Bei dem Pressegespräch im Generalsekretariat des Deutschen Musikrates gab Zimmermann zu bedenken, in welchem Maße die geplante Föderalismusreform – „die weitestgehende Reform seit Bestehen der Bundesrepublik“ – gerade die Kultur betreffe. In Wirklichkeit handle es sich nicht um eine Auseinandersetzung zwischen Bund und Ländern, sondern um einen Konkurrenzkampf der kleinen und großen Bundesländer. Vor allem Bayern sei an eigenen Kulturkompetenzen interessiert und nicht länger bereit, kleinere und schwächere Bundesländer wie bisher mitzufinanzieren.
Es sei aber nicht einzusehen, warum die Bürger von Mecklenburg-Vorpommern, die den gleichen Steuersatz zahlen, nicht gleiche Bildungschancen erhalten sollten wie Angehörige des Freistaats Bayern. Die Frage, ob er noch Chancen sehe für eine Änderung der geplanten Reform, beantwortete Zimmermann mit Skepsis.
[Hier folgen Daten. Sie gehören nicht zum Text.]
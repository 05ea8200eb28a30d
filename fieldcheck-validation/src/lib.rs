//! Field-level validation for untyped input
//!
//! A [`Schema`] maps field names to ordered lists of [`Rule`]s. Validating a
//! map of raw [`Value`]s runs every rule of every field and collects the
//! rendered error messages, either grouped by field or as one flat list.
//!
//! # Examples
//!
//! ## Schema validation
//!
//! ```
//! use fieldcheck_validation::{
//!     validate, Email, Errors, FieldRules, GreaterThanOrEqual, MinLength, NotBlank, Schema,
//!     values,
//! };
//!
//! let schema = Schema::new()
//!     .field(FieldRules::for_field("username").add(NotBlank::new()).add(MinLength::new(3)))
//!     .field(FieldRules::for_field("email").add(Email::new()))
//!     .field(FieldRules::for_field("age").add(GreaterThanOrEqual::new(18)));
//!
//! let input = values! {
//!     "username" => "jo",
//!     "email" => "jo@example.com",
//!     "age" => "17",
//! };
//!
//! let result = validate(&schema, &input, false);
//! let Errors::Grouped(errors) = &result.errors else { unreachable!() };
//! assert_eq!(errors.fields().collect::<Vec<_>>(), vec!["username", "age"]);
//! assert_eq!(
//!     errors.get("age").unwrap(),
//!     &["age should be greater then or equal 18"]
//! );
//! ```
//!
//! ## Custom messages
//!
//! ```
//! use fieldcheck_validation::{Length, Rule, Value};
//!
//! let rule = Length::new(3, 20)
//!     .unwrap()
//!     .with_message("{field_name} needs {min} to {max} characters, got {value}");
//!
//! assert_eq!(
//!     rule.validate(&Value::from("ab"), "username"),
//!     Some("username needs 3 to 20 characters, got ab".to_string())
//! );
//! ```
//!
//! ## Custom rules
//!
//! ```
//! use fieldcheck_validation::{from_fn, Schema, Value, values};
//!
//! let schema = Schema::new().rule(
//!     "code",
//!     from_fn("uppercase", |value: &Value, field: &str| {
//!         let text = value.as_text()?;
//!         (text.to_uppercase() != text).then(|| format!("{} must be uppercase", field))
//!     }),
//! );
//!
//! let result = schema.validate_flat(&values! { "code" => "abc" });
//! assert_eq!(result.errors.into_flat(), vec!["code must be uppercase"]);
//! ```

mod errors;
mod message;
mod rules;
mod schema;
mod traits;
mod value;

pub use errors::*;
pub use message::*;
pub use rules::*;
pub use schema::*;
pub use traits::*;
pub use value::*;

/// Build a [`Values`] map from `key => value` pairs.
///
/// ```
/// use fieldcheck_validation::{values, Value};
///
/// let input = values! { "name" => "Ada", "age" => 36, "nickname" => None::<&str> };
/// assert_eq!(input["age"], Value::Int(36));
/// assert_eq!(input["nickname"], Value::Null);
/// ```
#[macro_export]
macro_rules! values {
    () => {
        $crate::Values::new()
    };
    ($($key:expr => $value:expr),+ $(,)?) => {{
        let mut map = $crate::Values::new();
        $(
            map.insert(::std::string::String::from($key), $crate::Value::from($value));
        )+
        map
    }};
}
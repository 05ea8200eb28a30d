// File name rules

use crate::{DisplayList, MessageParams, Rule, Value, render};

/// File name extension must be in the allow-list.
///
/// Only the name is inspected; the file system is never touched. The
/// extension is whatever follows the last `.`, compared case-insensitively.
/// A blank or null name passes, pair with [`NotBlank`](crate::NotBlank) to
/// require a file.
///
/// Placeholders: `field_name`, `value`, `allowed_extensions`.
#[derive(Debug, Clone)]
pub struct AllowedFile {
    extensions: Vec<String>,
    message: String,
}

impl AllowedFile {
    pub const DEFAULT_MESSAGE: &'static str = "{field_name} only accepts {allowed_extensions}";
    pub const DEFAULT_EXTENSIONS: [&'static str; 3] = ["png", "jpg", "jpeg"];

    pub fn new() -> Self {
        Self::with_extensions(Self::DEFAULT_EXTENSIONS)
    }

    /// Allow these extensions instead of the defaults. A leading `.` is
    /// ignored.
    pub fn with_extensions<I, T>(extensions: I) -> Self
    where
        I: IntoIterator<Item = T>,
        T: AsRef<str>,
    {
        let extensions = extensions
            .into_iter()
            .map(|ext| ext.as_ref().trim_start_matches('.').to_ascii_lowercase())
            .collect();
        Self {
            extensions,
            message: Self::DEFAULT_MESSAGE.to_string(),
        }
    }

    pub fn extensions(&self) -> &[String] {
        &self.extensions
    }

    fn allows(&self, file_name: &str) -> bool {
        match file_name.rsplit_once('.') {
            Some((_, ext)) => {
                let ext = ext.to_ascii_lowercase();
                self.extensions.iter().any(|allowed| *allowed == ext)
            }
            None => false,
        }
    }
}

impl Default for AllowedFile {
    fn default() -> Self {
        Self::new()
    }
}

impl Rule for AllowedFile {
    fn validate(&self, value: &Value, field_name: &str) -> Option<String> {
        let file_name = value.as_text()?;
        if file_name.trim().is_empty() || self.allows(&file_name) {
            return None;
        }
        let params = MessageParams::new(field_name)
            .with("value", &file_name)
            .with("allowed_extensions", DisplayList(&self.extensions));
        Some(render(&self.message, &params))
    }

    fn name(&self) -> &'static str {
        "allowed_file"
    }

    fn placeholders(&self) -> &'static [&'static str] {
        &["field_name", "value", "allowed_extensions"]
    }
}

message_template!(AllowedFile);

#[cfg(test)]
mod tests {
    use super::*;

    #[test]
    fn test_default_extensions() {
        let rule = AllowedFile::new();
        assert_eq!(rule.validate(&Value::from("a.png"), "file"), None);
        assert_eq!(rule.validate(&Value::from("photo.final.JPEG"), "file"), None);
        assert_eq!(
            rule.validate(&Value::from("a.docx"), "file"),
            Some("file only accepts [png, jpg, jpeg]".to_string())
        );
        assert!(rule.validate(&Value::from("png"), "file").is_some());
    }

    #[test]
    fn test_blank_passes() {
        let rule = AllowedFile::new();
        assert_eq!(rule.validate(&Value::from(""), "file"), None);
        assert_eq!(rule.validate(&Value::from("  "), "file"), None);
        assert_eq!(rule.validate(&Value::Null, "file"), None);
    }

    #[test]
    fn test_custom_extensions() {
        let rule = AllowedFile::with_extensions([".PDF", "txt"]).with_message("{value} rejected");
        assert_eq!(rule.extensions(), &["pdf".to_string(), "txt".to_string()]);
        assert_eq!(rule.validate(&Value::from("report.pdf"), "file"), None);
        assert_eq!(
            rule.validate(&Value::from("a.png"), "file"),
            Some("a.png rejected".to_string())
        );
    }
}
Seine Erfahrungen im Bereich der gesamtstaatlichen Verantwortung seien eher ernüchternd. Einzelne Bundestagsabgeordnete seien sich der Problematik der geplanten Föderalismusreform durchaus bewusst. Solche nicht nur aus dem Kulturbereich kommenden Bedenken werden in den Ausschüssen noch beraten. Ob sie dann allerdings bei der Abstimmung zum Tragen kommen, wird auch davon abhängen, wieweit hier der Fraktionszwang gilt.